Category Archives: life

I Thought I Could Live A Lot Of Places. Here, Wasn’t One Of Them

When I was younger and more naïve, when I was attending college in the Northeast and considering how I’d make my way in the world, and when I was much more certain about how things ought to be done, I often said this to my friends:  “I could live a lot of places.  I’d live on either coast, or even in Texas.  I just wouldn’t want to live in the middle.  I mean, why would you?”

You can all pause now, and have a nice, hearty laugh at my expense.
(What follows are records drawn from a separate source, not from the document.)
/// Scene renderer definition loaders.
///
/// A loader turns a scene renderer filename into a parsed
/// `SceneRendererDesc`. The RON loader reads files below a base directory;
/// the memory loader serves definitions registered at runtime (tests,
/// embedded defaults).

use std::path::{Path, PathBuf};
use rustc_hash::FxHashMap;
use crate::error::{Error, Result};
use super::scene_renderer::SceneRendererDesc;

/// Load-by-filename interface for scene renderer definitions
pub trait SceneRendererLoader: Send + Sync {
    fn load(&self, filename: &str) -> Result<SceneRendererDesc>;
}

/// Parse a RON definition. An empty name is replaced by `filename`.
pub fn parse_scene_renderer(filename: &str, text: &str) -> Result<SceneRendererDesc> {
    let mut desc: SceneRendererDesc = ron::from_str(text)
        .map_err(|e| Error::ParseError(format!("'{}': {}", filename, e)))?;
    if desc.name.is_empty() {
        desc.name = filename.to_string();
    }
    Ok(desc)
}

// ===== RON FILES =====

/// Reads `<base_path>/<filename>` as RON
#[derive(Debug, Clone, Default)]
pub struct RonSceneRendererLoader {
    base_path: PathBuf,
}

impl RonSceneRendererLoader {
    pub fn new<P: AsRef<Path>>(base_path: P) -> Self {
        Self {
            base_path: base_path.as_ref().to_path_buf(),
        }
    }

    pub fn base_path(&self) -> &Path {
        &self.base_path
    }
}

impl SceneRendererLoader for RonSceneRendererLoader {
    fn load(&self, filename: &str) -> Result<SceneRendererDesc> {
        let path = self.base_path.join(filename);
        let text = std::fs::read_to_string(&path)
            .map_err(|e| Error::ResourceNotFound(format!("'{}': {}", path.display(), e)))?;
        parse_scene_renderer(filename, &text)
    }
}

// ===== IN MEMORY =====

/// Serves definitions from a name → RON text table
#[derive(Debug, Clone, Default)]
pub struct MemorySceneRendererLoader {
    sources: FxHashMap<String, String>,
}

impl MemorySceneRendererLoader {
    pub fn new() -> Self {
        Self::default()
    }

    pub fn with_source(mut self, filename: &str, text: &str) -> Self {
        self.insert(filename, text);
        self
    }

    pub fn insert(&mut self, filename: &str, text: &str) {
        self.sources.insert(filename.to_string(), text.to_string());
    }

    pub fn remove(&mut self, filename: &str) -> bool {
        self.sources.remove(filename).is_some()
    }
}

impl SceneRendererLoader for MemorySceneRendererLoader {
    fn load(&self, filename: &str) -> Result<SceneRendererDesc> {
        let text = self
            .sources
            .get(filename)
            .ok_or_else(|| Error::ResourceNotFound(format!("'{}' is not registered", filename)))?;
        parse_scene_renderer(filename, text)
    }
}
To read more about what’s happened since I left Connecticut, San Francisco, and Seattle–and to see a photo of me from those young and naïve days–click on over to Midwest Parents for the full story.

Now That Was A Long Day

My day today:

  • Wake up at 4:30AM
  • Arrive at Seatac airport
  • Pay $15 to check one bag
  • Ordered to remove 6 pounds from luggage or pay additional $90
  • Angrily remove hardcover library books and copies of my book proposal from bag
  • Want to yell at someone
  • Buy hot chocolate at Seattle’s Best instead
  • Call husband to gripe about 6 extra pounds in my laptop bag
  • Return call to son’s school:  all  good
  • Boarding plane full of germs; trying not to be unreasonable about it
  • Wondered when I’d ever get food today
  • Offered peanuts on the plane.
  • Eat them, greedily
  • 40 minute layover; buy sandwich from Einstein Bagel
  • Eat bagel sandwich on tiniest plane ever; feel very messy
  • Home!
  • Husband to airport
  • Boy 1 to soccer
  • Boy 2 to soccer
  • Pick one boy up, then the other
  • Showers
  • Basketball game for me
  • Whew, it’s almost done

I can’t wait to go to sleep!

Ten Years Later

Yesterday was an anniversary.  

It wasn’t the anniversary of my wedding, or the day I found out I was pregnant.  Nothing like that.
Instead, it was the 10-year anniversary of the day my husband quit his job and, along with two friends, created a company.   My first son was 2 1/2.  My second was only two months old. 
It was a leap of faith to do this thing, to create a new entity, to rely on ourselves, with no “real” company to support us.  It was exciting, and it was scary.
We have marveled through the years at how this idea, these notes they had on pieces of paper, became real.  In the beginning, they worked in our homes, then moved onto Kinko’s.  Their first office space was a rented conference room in a large law firm.  We can laugh at that, now.
Over the years their business grew.  They quickly rented their own office space.  They outgrew that building and found a new home.  They outgrew that one, too.  They created jobs.  They supplied services.  They even made Inc. Magazine’s list of the 500 fastest growing small companies in America.
It’s been an up-and-down ride, this creating of a business.  But today, in a time when our country’s economy is faltering and our state is hemorrhaging jobs, the company he and his friends started employs over 100 people.  The idea that families are fed because of the idea they conceived amazes me.  It hasn’t been an easy road.  I admire all of them.  I’m proud of them.  And I’m thankful that they’ve persevered.  Very thankful.  
Happy Anniversary!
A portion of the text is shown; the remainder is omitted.